PROMPT
Determine the count of lines in the data below that include the word "through", and give nothing besides it.
***
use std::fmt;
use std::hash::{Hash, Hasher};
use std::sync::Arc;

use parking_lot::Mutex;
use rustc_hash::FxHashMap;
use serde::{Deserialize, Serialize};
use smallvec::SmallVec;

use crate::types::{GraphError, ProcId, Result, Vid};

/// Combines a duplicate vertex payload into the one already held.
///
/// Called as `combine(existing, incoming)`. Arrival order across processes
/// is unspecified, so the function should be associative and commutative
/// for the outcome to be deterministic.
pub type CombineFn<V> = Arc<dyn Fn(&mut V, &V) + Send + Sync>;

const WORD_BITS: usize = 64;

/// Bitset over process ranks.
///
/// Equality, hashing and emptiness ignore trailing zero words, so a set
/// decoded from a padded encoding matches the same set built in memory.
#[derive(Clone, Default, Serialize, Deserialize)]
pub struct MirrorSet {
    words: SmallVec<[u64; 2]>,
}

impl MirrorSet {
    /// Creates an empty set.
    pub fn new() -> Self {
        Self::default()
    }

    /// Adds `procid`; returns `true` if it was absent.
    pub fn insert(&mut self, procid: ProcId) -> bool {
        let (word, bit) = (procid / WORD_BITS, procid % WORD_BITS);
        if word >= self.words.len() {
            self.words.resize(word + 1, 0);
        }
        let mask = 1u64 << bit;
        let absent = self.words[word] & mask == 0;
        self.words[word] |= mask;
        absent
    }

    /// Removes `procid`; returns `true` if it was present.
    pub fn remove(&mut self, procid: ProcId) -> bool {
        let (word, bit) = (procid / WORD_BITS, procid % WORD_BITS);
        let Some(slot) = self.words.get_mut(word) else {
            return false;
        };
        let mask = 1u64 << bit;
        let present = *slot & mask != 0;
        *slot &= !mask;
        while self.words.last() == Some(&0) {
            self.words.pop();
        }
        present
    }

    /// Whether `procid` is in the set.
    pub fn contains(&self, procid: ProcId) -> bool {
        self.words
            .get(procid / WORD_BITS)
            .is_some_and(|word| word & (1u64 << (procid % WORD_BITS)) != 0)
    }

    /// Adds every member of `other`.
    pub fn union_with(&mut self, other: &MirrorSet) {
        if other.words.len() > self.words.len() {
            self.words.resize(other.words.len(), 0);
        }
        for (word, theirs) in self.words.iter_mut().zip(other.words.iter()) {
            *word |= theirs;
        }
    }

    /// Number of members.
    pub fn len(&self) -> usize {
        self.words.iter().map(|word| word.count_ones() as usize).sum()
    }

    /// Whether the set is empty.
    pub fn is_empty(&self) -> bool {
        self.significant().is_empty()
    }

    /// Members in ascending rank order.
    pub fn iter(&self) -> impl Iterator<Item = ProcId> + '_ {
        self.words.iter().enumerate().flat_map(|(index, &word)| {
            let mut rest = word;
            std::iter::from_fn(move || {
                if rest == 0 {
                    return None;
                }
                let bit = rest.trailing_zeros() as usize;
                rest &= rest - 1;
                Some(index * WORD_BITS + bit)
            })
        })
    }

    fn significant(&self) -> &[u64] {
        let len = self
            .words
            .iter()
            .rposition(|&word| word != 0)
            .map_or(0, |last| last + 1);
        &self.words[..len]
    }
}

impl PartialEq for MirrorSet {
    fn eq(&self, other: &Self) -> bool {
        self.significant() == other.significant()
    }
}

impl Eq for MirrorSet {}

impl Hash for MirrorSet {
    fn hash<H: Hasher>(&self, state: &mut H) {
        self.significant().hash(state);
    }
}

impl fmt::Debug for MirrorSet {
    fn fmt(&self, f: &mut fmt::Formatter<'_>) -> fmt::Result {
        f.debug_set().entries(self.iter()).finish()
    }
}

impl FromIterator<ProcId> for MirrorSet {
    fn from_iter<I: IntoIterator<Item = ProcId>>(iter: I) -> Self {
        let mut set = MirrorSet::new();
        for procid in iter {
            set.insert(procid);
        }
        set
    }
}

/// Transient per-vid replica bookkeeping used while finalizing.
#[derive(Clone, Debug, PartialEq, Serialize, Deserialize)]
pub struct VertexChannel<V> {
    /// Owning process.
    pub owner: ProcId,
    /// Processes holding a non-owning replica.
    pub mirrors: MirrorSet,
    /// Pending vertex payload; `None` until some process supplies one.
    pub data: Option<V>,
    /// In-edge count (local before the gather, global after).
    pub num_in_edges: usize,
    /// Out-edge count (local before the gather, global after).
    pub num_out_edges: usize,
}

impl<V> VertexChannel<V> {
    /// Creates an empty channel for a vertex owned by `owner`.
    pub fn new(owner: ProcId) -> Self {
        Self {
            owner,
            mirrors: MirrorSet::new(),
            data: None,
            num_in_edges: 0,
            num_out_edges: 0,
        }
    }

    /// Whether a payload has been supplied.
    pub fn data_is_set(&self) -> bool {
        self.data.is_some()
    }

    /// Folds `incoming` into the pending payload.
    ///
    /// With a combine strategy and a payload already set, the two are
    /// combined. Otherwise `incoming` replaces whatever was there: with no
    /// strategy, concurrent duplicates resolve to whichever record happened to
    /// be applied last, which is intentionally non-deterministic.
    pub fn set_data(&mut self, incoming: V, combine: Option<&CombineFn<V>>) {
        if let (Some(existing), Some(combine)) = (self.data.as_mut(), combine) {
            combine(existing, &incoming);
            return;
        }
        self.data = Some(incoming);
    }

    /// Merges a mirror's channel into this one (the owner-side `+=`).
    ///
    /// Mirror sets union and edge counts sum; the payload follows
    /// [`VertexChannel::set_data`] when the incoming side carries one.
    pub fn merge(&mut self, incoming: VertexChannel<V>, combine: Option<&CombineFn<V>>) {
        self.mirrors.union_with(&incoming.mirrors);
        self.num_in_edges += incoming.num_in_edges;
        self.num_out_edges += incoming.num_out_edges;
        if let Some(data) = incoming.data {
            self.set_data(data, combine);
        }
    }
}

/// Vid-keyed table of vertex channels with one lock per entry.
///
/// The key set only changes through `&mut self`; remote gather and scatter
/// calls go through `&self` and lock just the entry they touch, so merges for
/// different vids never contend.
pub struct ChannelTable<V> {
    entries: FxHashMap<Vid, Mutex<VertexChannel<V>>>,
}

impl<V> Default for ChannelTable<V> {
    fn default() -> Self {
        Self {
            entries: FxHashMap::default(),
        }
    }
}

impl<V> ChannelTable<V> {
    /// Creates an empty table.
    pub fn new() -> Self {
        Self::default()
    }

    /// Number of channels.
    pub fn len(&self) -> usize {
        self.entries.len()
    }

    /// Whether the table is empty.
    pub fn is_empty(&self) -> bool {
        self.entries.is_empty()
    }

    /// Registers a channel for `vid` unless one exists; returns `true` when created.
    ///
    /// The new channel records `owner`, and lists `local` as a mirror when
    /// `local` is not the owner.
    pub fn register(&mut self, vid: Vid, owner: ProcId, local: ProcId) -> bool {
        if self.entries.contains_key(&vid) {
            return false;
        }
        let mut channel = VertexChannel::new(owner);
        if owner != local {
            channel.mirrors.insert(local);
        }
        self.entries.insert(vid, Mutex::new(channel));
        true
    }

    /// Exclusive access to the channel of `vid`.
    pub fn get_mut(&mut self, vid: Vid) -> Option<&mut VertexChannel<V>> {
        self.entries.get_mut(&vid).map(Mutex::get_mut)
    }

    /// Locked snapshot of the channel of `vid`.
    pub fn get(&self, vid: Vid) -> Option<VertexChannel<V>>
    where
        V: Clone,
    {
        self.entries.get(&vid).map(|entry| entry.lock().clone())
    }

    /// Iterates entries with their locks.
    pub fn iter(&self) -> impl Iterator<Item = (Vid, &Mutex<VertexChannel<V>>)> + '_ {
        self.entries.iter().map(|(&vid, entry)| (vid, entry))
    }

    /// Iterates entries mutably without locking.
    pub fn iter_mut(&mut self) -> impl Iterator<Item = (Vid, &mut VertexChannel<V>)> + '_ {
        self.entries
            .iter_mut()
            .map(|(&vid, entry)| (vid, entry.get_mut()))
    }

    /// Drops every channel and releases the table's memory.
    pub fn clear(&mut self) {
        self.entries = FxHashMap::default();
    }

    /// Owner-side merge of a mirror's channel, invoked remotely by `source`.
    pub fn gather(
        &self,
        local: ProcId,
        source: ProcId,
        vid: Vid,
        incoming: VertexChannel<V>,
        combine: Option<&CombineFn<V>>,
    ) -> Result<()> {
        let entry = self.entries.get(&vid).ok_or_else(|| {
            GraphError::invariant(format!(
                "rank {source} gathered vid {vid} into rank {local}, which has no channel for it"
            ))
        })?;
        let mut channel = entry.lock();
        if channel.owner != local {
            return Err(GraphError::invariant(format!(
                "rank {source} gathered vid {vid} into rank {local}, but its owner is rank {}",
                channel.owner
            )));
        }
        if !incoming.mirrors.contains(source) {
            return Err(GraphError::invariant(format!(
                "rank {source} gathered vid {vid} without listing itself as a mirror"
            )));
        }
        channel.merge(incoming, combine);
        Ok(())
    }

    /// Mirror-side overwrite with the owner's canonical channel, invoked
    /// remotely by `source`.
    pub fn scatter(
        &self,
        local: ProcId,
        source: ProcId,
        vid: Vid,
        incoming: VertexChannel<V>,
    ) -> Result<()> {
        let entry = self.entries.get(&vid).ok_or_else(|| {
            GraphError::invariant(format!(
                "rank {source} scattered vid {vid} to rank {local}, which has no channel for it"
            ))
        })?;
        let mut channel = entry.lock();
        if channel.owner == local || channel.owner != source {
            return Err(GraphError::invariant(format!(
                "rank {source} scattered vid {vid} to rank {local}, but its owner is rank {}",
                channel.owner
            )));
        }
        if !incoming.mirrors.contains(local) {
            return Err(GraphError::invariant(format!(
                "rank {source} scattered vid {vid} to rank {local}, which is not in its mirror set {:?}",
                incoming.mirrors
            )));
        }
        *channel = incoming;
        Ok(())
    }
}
***
WRITTEN RESPONSE
2